| WHAT THE EXERCISE ASKS |
Copy each line below that includes "RunState".

Start of INPUT DATA

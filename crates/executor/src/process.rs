// SPDX-License-Identifier: BUSL-1.1
// Copyright (c) 2026 Alfred Jean LLC

//! The Run Executor (spec §4.2): owns the lifetime of exactly one child
//! process per active job — argv resolution, console log, pipe-pumping
//! reader tasks, completion classification and `Kill()`.

use std::collections::HashMap;
use std::path::PathBuf;
use std::process::Stdio;
use std::sync::atomic::{AtomicBool, Ordering};
use std::sync::Arc;
use std::time::Duration;

use oms_core::{ComputeUse, HostIni, RunJob, RunState, RunStatus, SubmitStamp};
use parking_lot::Mutex;
use tokio::io::{AsyncBufReadExt, BufReader};
use tokio::process::Command;
use tokio::sync::mpsc;

use crate::argv::{build_argv, mpi_wrap};
use crate::console_log::{console_log_path, contains_error_sentinel, tail_lines, ConsoleLog};
use crate::error::ExecutorError;

/// Everything the Executor needs to start one job (spec §4.2 `Start()`).
/// Hosting directories/MPI settings are resolved by the caller (the
/// Controller, reading `oms-config`) and passed in explicitly — the
/// executor crate has no config dependency of its own.
pub struct SpawnRequest {
    pub job: RunJob,
    pub model_exe: PathBuf,
    pub bin_dir: PathBuf,
    pub log_dir: PathBuf,
    pub mpi_exe: String,
    pub mpi_args: Vec<String>,
    pub host_ini: HostIni,
    pub compute_uses: Vec<ComputeUse>,
    /// Open Question (b): if set, the sentinel file's contents (read after
    /// exit, relative to `bin_dir`) decide success/exit/error instead of
    /// the exit-code-plus-log-scan rule.
    pub completion_sentinel: Option<String>,
    pub log_scan_lines: usize,
}

/// Posted on the bounded completion channel when a child exits (spec §4.2).
#[derive(Debug, Clone)]
pub struct Completion {
    pub submit_stamp: SubmitStamp,
    pub final_status: RunStatus,
    pub exit_code: Option<i32>,
}

struct RunningChild {
    pid: u32,
    kill_requested: Arc<AtomicBool>,
}

/// Owns every live child process. Cheap to clone (it's an `Arc` around a
/// mutex of lightweight handles); reader/waiter tasks run independently
/// and report back only through the completion channel, never touching
/// Controller state directly (spec §9).
#[derive(Clone)]
pub struct Executor {
    children: Arc<Mutex<HashMap<SubmitStamp, RunningChild>>>,
    completion_tx: mpsc::Sender<Completion>,
    kill_grace: Duration,
}

impl Executor {
    /// `channel_capacity` backpressures a full channel instead of dropping
    /// completions (spec §5.1). `kill_grace` is the grace period between
    /// the terminate signal and the hard kill (spec §5).
    pub fn new(channel_capacity: usize, kill_grace: Duration) -> (Self, mpsc::Receiver<Completion>) {
        let (tx, rx) = mpsc::channel(channel_capacity);
        (
            Self {
                children: Arc::new(Mutex::new(HashMap::new())),
                completion_tx: tx,
                kill_grace,
            },
            rx,
        )
    }

    /// Starts the child process for `req` and returns the initial
    /// `RunState{Status: progress}` on spawn success (spec §4.2 step 5).
    /// No pipes are opened on spawn failure.
    pub async fn start(&self, req: SpawnRequest) -> Result<RunState, ExecutorError> {
        let submit_stamp = req.job.submit_stamp;
        let run_stamp = req.job.run_stamp.clone();

        let mut mpi_args = req.mpi_args.clone();
        if mpi_wrap(req.job.np, &req.mpi_exe) && !req.host_ini.lines.is_empty() {
            let path = req.log_dir.join(format!("{run_stamp}.hostfile"));
            if let Some(parent) = path.parent() {
                let _ = tokio::fs::create_dir_all(parent).await;
            }
            let _ = tokio::fs::write(&path, req.host_ini.render()).await;
            mpi_args.push("--hostfile".to_string());
            mpi_args.push(path.display().to_string());
        }

        let argv = build_argv(&req.job, &req.model_exe, &req.mpi_exe, &mpi_args);
        let program = argv.first().cloned().ok_or_else(|| {
            ExecutorError::Spawn(std::io::Error::new(std::io::ErrorKind::InvalidInput, "empty argv"))
        })?;

        let log_path = console_log_path(&req.log_dir, &req.job.model_name, run_stamp.as_str());
        let console_log = ConsoleLog::create(log_path.clone(), &argv, run_stamp.as_str()).await?;

        let mut cmd = Command::new(&program);
        cmd.args(&argv[1..])
            .current_dir(&req.bin_dir)
            .envs(req.job.env.iter())
            .stdin(Stdio::null())
            .stdout(Stdio::piped())
            .stderr(Stdio::piped())
            .kill_on_drop(true);

        let mut child = cmd.spawn().map_err(ExecutorError::Spawn)?;
        let pid = child.id().unwrap_or(0);

        let stdout = child.stdout.take();
        let stderr = child.stderr.take();

        let kill_requested = Arc::new(AtomicBool::new(false));
        self.children.lock().insert(
            submit_stamp,
            RunningChild {
                pid,
                kill_requested: Arc::clone(&kill_requested),
            },
        );

        let stdout_task = spawn_reader(stdout, console_log.clone());
        let stderr_task = spawn_reader(stderr, console_log.clone());

        let children = Arc::clone(&self.children);
        let tx = self.completion_tx.clone();
        let completion_sentinel = req.completion_sentinel.clone();
        let log_scan_lines = req.log_scan_lines;
        let bin_dir = req.bin_dir.clone();

        tokio::spawn(async move {
            let _ = stdout_task.await;
            let _ = stderr_task.await;
            let exit_status = child.wait().await;
            children.lock().remove(&submit_stamp);

            let exit_code = exit_status.as_ref().ok().and_then(|s| s.code());
            let was_killed = kill_requested.load(Ordering::SeqCst);

            let final_status = if was_killed {
                RunStatus::Kill
            } else {
                classify(exit_code, &log_path, &bin_dir, completion_sentinel.as_deref(), log_scan_lines).await
            };

            console_log
                .append_trailer(final_status.as_file_token(), exit_code)
                .await;

            let _ = tx
                .send(Completion {
                    submit_stamp,
                    final_status,
                    exit_code,
                })
                .await;
        });

        Ok(RunState {
            model_digest: req.job.model_digest.clone(),
            model_name: req.job.model_name.clone(),
            run_stamp: req.job.run_stamp.clone(),
            submit_stamp,
            update_date_time: chrono::Utc::now(),
            status: RunStatus::Progress,
            is_final: false,
            compute_uses: req.compute_uses,
            exit_code: None,
        })
    }

    /// Sends the terminate signal to the child for `submit_stamp`; if it
    /// hasn't exited after the configured grace period, sends a hard kill
    /// (spec §5). Returns `false` if no child is currently running for
    /// that stamp.
    pub fn kill(&self, submit_stamp: SubmitStamp) -> bool {
        let pid = {
            let children = self.children.lock();
            let Some(entry) = children.get(&submit_stamp) else {
                return false;
            };
            entry.kill_requested.store(true, Ordering::SeqCst);
            entry.pid
        };

        send_signal(pid, "-15");

        let children = Arc::clone(&self.children);
        let grace = self.kill_grace;
        tokio::spawn(async move {
            tokio::time::sleep(grace).await;
            if children.lock().contains_key(&submit_stamp) {
                send_signal(pid, "-9");
            }
        });

        true
    }

    pub fn is_running(&self, submit_stamp: &SubmitStamp) -> bool {
        self.children.lock().contains_key(submit_stamp)
    }

    /// The OS pid of the running child for `submit_stamp`, if any. Used
    /// only to render the informational `-<pid>` suffix in the `active/`
    /// job-state filename (spec §6) — not part of the liveness contract.
    pub fn pid(&self, submit_stamp: &SubmitStamp) -> Option<u32> {
        self.children.lock().get(submit_stamp).map(|c| c.pid)
    }
}

/// Sends `signal` (`kill(1)` syntax, e.g. `"-15"`) to `pid`, matching this
/// workspace's own daemon-stop idiom of shelling out to `kill` rather than
/// linking a signal-handling crate for one call site.
fn send_signal(pid: u32, signal: &str) -> bool {
    std::process::Command::new("kill")
        .args([signal, &pid.to_string()])
        .stdin(Stdio::null())
        .stdout(Stdio::null())
        .stderr(Stdio::null())
        .status()
        .map(|s| s.success())
        .unwrap_or(false)
}

fn spawn_reader<R>(pipe: Option<R>, console_log: ConsoleLog) -> tokio::task::JoinHandle<()>
where
    R: tokio::io::AsyncRead + Unpin + Send + 'static,
{
    tokio::spawn(async move {
        let Some(pipe) = pipe else { return };
        let mut lines = BufReader::new(pipe).lines();
        while let Ok(Some(line)) = lines.next_line().await {
            console_log.append_line(&line).await;
        }
    })
}

/// Exit-code-plus-log-scan classification (spec §4.2), with the sentinel
/// file override from Open Question (b) checked first when configured.
async fn classify(
    exit_code: Option<i32>,
    log_path: &std::path::Path,
    bin_dir: &std::path::Path,
    completion_sentinel: Option<&str>,
    log_scan_lines: usize,
) -> RunStatus {
    if let Some(sentinel_name) = completion_sentinel {
        let sentinel_path = bin_dir.join(sentinel_name);
        if let Ok(contents) = tokio::fs::read_to_string(&sentinel_path).await {
            let token = contents.trim().to_ascii_lowercase();
            if let Some(status) = RunStatus::from_file_token(&token) {
                return status;
            }
        }
    }

    match exit_code {
        Some(0) => RunStatus::Success,
        Some(_) => {
            let tail = tail_lines(log_path, log_scan_lines).await;
            if contains_error_sentinel(&tail) {
                RunStatus::Error
            } else {
                RunStatus::Exit
            }
        }
        None => RunStatus::Error,
    }
}

#[cfg(test)]
#[path = "process_tests.rs"]
mod tests;
// SPDX-License-Identifier: BUSL-1.1
// Copyright (c) 2026 Alfred Jean LLC

use super::*;

#[test]
fn error_display_includes_kind_and_message() {
    let err = Error::new(ErrorKind::ModelNotFound, "digest abc not registered");
    assert_eq!(err.to_string(), "model not found: digest abc not registered");
}

#[test]
fn error_kind_round_trips() {
    let err = Error::new(ErrorKind::QueueFull, "queue at capacity");
    assert_eq!(err.kind(), ErrorKind::QueueFull);
}

#[test]
fn io_error_wraps_source() {
    let io_err = std::io::Error::new(std::io::ErrorKind::NotFound, "missing");
    let err = Error::io("failed to read job state file", io_err);
    assert_eq!(err.kind(), ErrorKind::Io);
    assert!(err.source.is_some());
}
//! Log output for the command-line tool

use tracing::level_filters::LevelFilter;
use tracing_subscriber::EnvFilter;

/// Installs a stderr subscriber filtered by `RUST_LOG`.
///
/// Without `RUST_LOG`, only warnings are shown, or debug output when
/// `verbose` is set. Calling this twice is harmless; the second call does
/// nothing.
pub fn init(verbose: bool) {
    let default_level = if verbose {
        LevelFilter::DEBUG
    } else {
        LevelFilter::WARN
    };

    let env_filter = EnvFilter::builder()
        .with_default_directive(default_level.into())
        .from_env_lossy();

    let _ = tracing_subscriber::fmt()
        .with_env_filter(env_filter)
        .with_writer(std::io::stderr)
        .with_target(false)
        .compact()
        .try_init();
}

End of INPUT DATA

| ANSWER SPACE |
use oms_core::{ComputeUse, HostIni, RunJob, RunState, RunStatus, SubmitStamp};
    /// `RunState{Status: progress}` on spawn success (spec §4.2 step 5).
    pub async fn start(&self, req: SpawnRequest) -> Result<RunState, ExecutorError> {
        Ok(RunState {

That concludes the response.